Abstracts
Résumé
Le contentieux des risques technologiques, des risques fantômes ou des toxic torts provoque des décisions de justice qui doivent se prononcer sur des incertitudes. Incertitude de la relation de cause à effet : il arrive qu’on ne puisse pas démontrer que telle activité cause invariablement le dommage; on ne peut que montrer un certain rapport entre l’un et l’autre. Incertitude du risque lui-même : il arrive qu’on ne puisse pas établir que telle activité crée effectivement un risque pour les individus. Aujourd’hui plus encore qu’hier, le droit de la responsabilité se construit en devant tenir compte du possible, du probable et du « peut-être ».
Cette nouvelle construction perturbe fortement les discours théoriques du droit de la responsabilité qui ne sont pas conçus pour supporter de telles incertitudes. Ces discours menacent de perdre leur capacité à décrire le droit positif, leur aptitude à produire de la connaissance juridique et leur vocation à théoriser le droit.
Je soutiens dans ce texte que le contentieux des risques technologiques, des risques fantômes ou des toxic torts provoque une rupture de l’unité conceptuelle du droit de la responsabilité garantie depuis longtemps par les discours juridiques théoriques. Cette rupture atteint d’abord l’exigence de causalité parce que c’est en son sein que s’est logée la forme moderne de rationalité déstabilisée par l’évolution scientifique et technologique contemporaine. Cet article suggère alors un mode de construction des discours théoriques de façon à ce que ceux-ci puissent soutenir l’incertitude du droit de la responsabilité, et ce au moyen d’une forme de dialectique.
Abstract
Litigation involving technological risks, so-called “phantom risks” and toxic torts gives rise to decisions in which courts must rule based on inherent uncertainties. The uncertainty may permeate the relation between cause and effect: it will often be impossible to demonstrate that a given activity invariably caused the injury; one is only able to demonstrate some link between the one and the other. The uncertainty may also relate to the risk itself. It may be impossible to demonstrate that a given activity indeed creates risks for individuals. Today, and more so than in the past, the development of the law of civil liability affords particular consideration to the possible and the probable.
These new developments significantly perturb the theoretical discourse on the law of civil liability, which is ill-suited to support such uncertainties.
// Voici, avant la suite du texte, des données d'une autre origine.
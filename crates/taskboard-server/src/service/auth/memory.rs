//! In-process [`AuthService`] backed by a static grant table.

use std::collections::{HashMap, HashSet};
use std::path::Path;
use std::sync::Arc;

use async_trait::async_trait;
use serde::{Deserialize, Serialize};
use uuid::Uuid;

use super::{AuthError, AuthService, MilestoneId, ProjectId};
use crate::extract::ActingUser;
use crate::{Error, Result, TRACING_TARGET_SERVICE};

/// Grant table for [`MemoryAuthService`].
///
/// ```json
/// {
///   "administrators": ["67e55044-10b1-426f-9247-bb680e5fe0c8"],
///   "projects": [
///     { "id": 3, "admins": ["..."], "milestones": [7, 42] }
///   ]
/// }
/// ```
#[derive(Debug, Clone, Default, PartialEq, Eq, Serialize, Deserialize)]
#[serde(rename_all = "camelCase")]
pub struct AdminGrants {
    /// Accounts with global administrator rights.
    #[serde(default)]
    pub administrators: HashSet<Uuid>,
    /// Per-project admins and milestones.
    #[serde(default)]
    pub projects: Vec<ProjectGrants>,
}

/// Admins and milestones of one project.
#[derive(Debug, Clone, PartialEq, Eq, Serialize, Deserialize)]
#[serde(rename_all = "camelCase")]
pub struct ProjectGrants {
    /// Project identifier.
    pub id: ProjectId,
    /// Accounts administering the project and all of its milestones.
    #[serde(default)]
    pub admins: HashSet<Uuid>,
    /// Milestones owned by the project.
    #[serde(default)]
    pub milestones: Vec<MilestoneId>,
}

impl ProjectGrants {
    /// Creates an empty grant entry for `id`.
    pub fn new(id: ProjectId) -> Self {
        Self {
            id,
            admins: HashSet::new(),
            milestones: Vec::new(),
        }
    }

    /// Adds an admin account.
    pub fn with_admin(mut self, account_id: Uuid) -> Self {
        self.admins.insert(account_id);
        self
    }

    /// Adds an owned milestone.
    pub fn with_milestone(mut self, milestone_id: MilestoneId) -> Self {
        self.milestones.push(milestone_id);
        self
    }
}

#[derive(Debug, Default)]
struct GrantIndex {
    administrators: HashSet<Uuid>,
    project_admins: HashMap<ProjectId, HashSet<Uuid>>,
    milestone_projects: HashMap<MilestoneId, ProjectId>,
}

/// [`AuthService`] answering from an immutable, in-memory grant table.
///
/// Project admins administer every milestone of their project. Global
/// administrators, either flagged on the [`ActingUser`] or listed in
/// [`AdminGrants::administrators`], administer everything. Unknown projects
/// and milestones fail with `404`.
#[derive(Debug, Clone, Default)]
pub struct MemoryAuthService {
    index: Arc<GrantIndex>,
}

impl MemoryAuthService {
    /// Builds the service from a grant table.
    ///
    /// # Errors
    ///
    /// Returns a [`Config`] error if a project is listed twice or a milestone
    /// is claimed by more than one project.
    ///
    /// [`Config`]: crate::ErrorKind::Config
    pub fn new(grants: AdminGrants) -> Result<Self> {
        let mut index = GrantIndex {
            administrators: grants.administrators,
            ..GrantIndex::default()
        };

        for project in grants.projects {
            if index.project_admins.contains_key(&project.id) {
                return Err(Error::config(format!(
                    "project {} is listed more than once",
                    project.id
                )));
            }

            for milestone_id in project.milestones {
                match index.milestone_projects.insert(milestone_id, project.id) {
                    Some(owner) if owner != project.id => {
                        return Err(Error::config(format!(
                            "milestone {milestone_id} belongs to both project {owner} and project {}",
                            project.id
                        )));
                    }
                    _ => {}
                }
            }

            index.project_admins.insert(project.id, project.admins);
        }

        tracing::debug!(
            target: TRACING_TARGET_SERVICE,
            administrators = index.administrators.len(),
            projects = index.project_admins.len(),
            milestones = index.milestone_projects.len(),
            "grant table loaded"
        );

        Ok(Self {
            index: Arc::new(index),
        })
    }

    /// Loads a JSON grant table from `path`.
    ///
    /// # Errors
    ///
    /// Returns a [`FileSystem`] error if the file cannot be read and a
    /// [`Config`] error if it is not a valid grant table.
    ///
    /// [`FileSystem`]: crate::ErrorKind::FileSystem
    /// [`Config`]: crate::ErrorKind::Config
    pub async fn from_file(path: impl AsRef<Path>) -> Result<Self> {
        let path = path.as_ref();
        let bytes = tokio::fs::read(path).await.map_err(|e| {
            Error::file_system(format!("cannot read grants file {}", path.display()))
                .with_source(e)
        })?;

        let grants: AdminGrants = serde_json::from_slice(&bytes).map_err(|e| {
            Error::config(format!("invalid grants file {}", path.display())).with_source(e)
        })?;

        Self::new(grants)
    }

    fn is_global_admin(&self, user: &ActingUser) -> bool {
        user.is_administrator || self.index.administrators.contains(&user.account_id)
    }

    fn check_project(&self, user: &ActingUser, project_id: ProjectId) -> Result<bool, AuthError> {
        let Some(admins) = self.index.project_admins.get(&project_id) else {
            tracing::warn!(
                target: TRACING_TARGET_SERVICE,
                account_id = %user.account_id,
                project_id = %project_id,
                "project not found"
            );
            return Err(AuthError::not_found("Project"));
        };

        let granted = admins.contains(&user.account_id);
        tracing::debug!(
            target: TRACING_TARGET_SERVICE,
            account_id = %user.account_id,
            project_id = %project_id,
            granted,
            "project admin lookup"
        );

        Ok(granted)
    }
}

#[async_trait]
impl AuthService for MemoryAuthService {
    async fn has_milestone_admin(
        &self,
        user: &ActingUser,
        milestone_id: MilestoneId,
    ) -> Result<bool, AuthError> {
        if self.is_global_admin(user) {
            tracing::debug!(
                target: TRACING_TARGET_SERVICE,
                account_id = %user.account_id,
                milestone_id = %milestone_id,
                "milestone admin granted: global administrator"
            );
            return Ok(true);
        }

        let Some(&project_id) = self.index.milestone_projects.get(&milestone_id) else {
            tracing::warn!(
                target: TRACING_TARGET_SERVICE,
                account_id = %user.account_id,
                milestone_id = %milestone_id,
                "milestone not found"
            );
            return Err(AuthError::not_found("Milestone"));
        };

        self.check_project(user, project_id)
    }

    async fn has_project_admin(
        &self,
        user: &ActingUser,
        project_id: ProjectId,
    ) -> Result<bool, AuthError> {
        if self.is_global_admin(user) {
            tracing::debug!(
                target: TRACING_TARGET_SERVICE,
                account_id = %user.account_id,
                project_id = %project_id,
                "project admin granted: global administrator"
            );
            return Ok(true);
        }

        self.check_project(user, project_id)
    }
}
Such discourses threaten to lose their capacity to describe the positive law, their aptitude to produce legal knowledge, and their vocation to theorize the law.
In this text, I argue that litigation involving technological risks, so-called “phantom risks”, and toxic torts provokes ruptures in the law of civil liability’s conceptual unity, long guaranteed by theoretical legal discourse. These ruptures affect the exigency of causation because, as I also advance, it is under its guise that the modern form of rationality, destabilized by contemporary scientific and technological evolution, has lodged itself. Therefore, this article proposes a dialectical method of constructing legal discourse so as to make it responsive to legal uncertainty in the law of civil liability.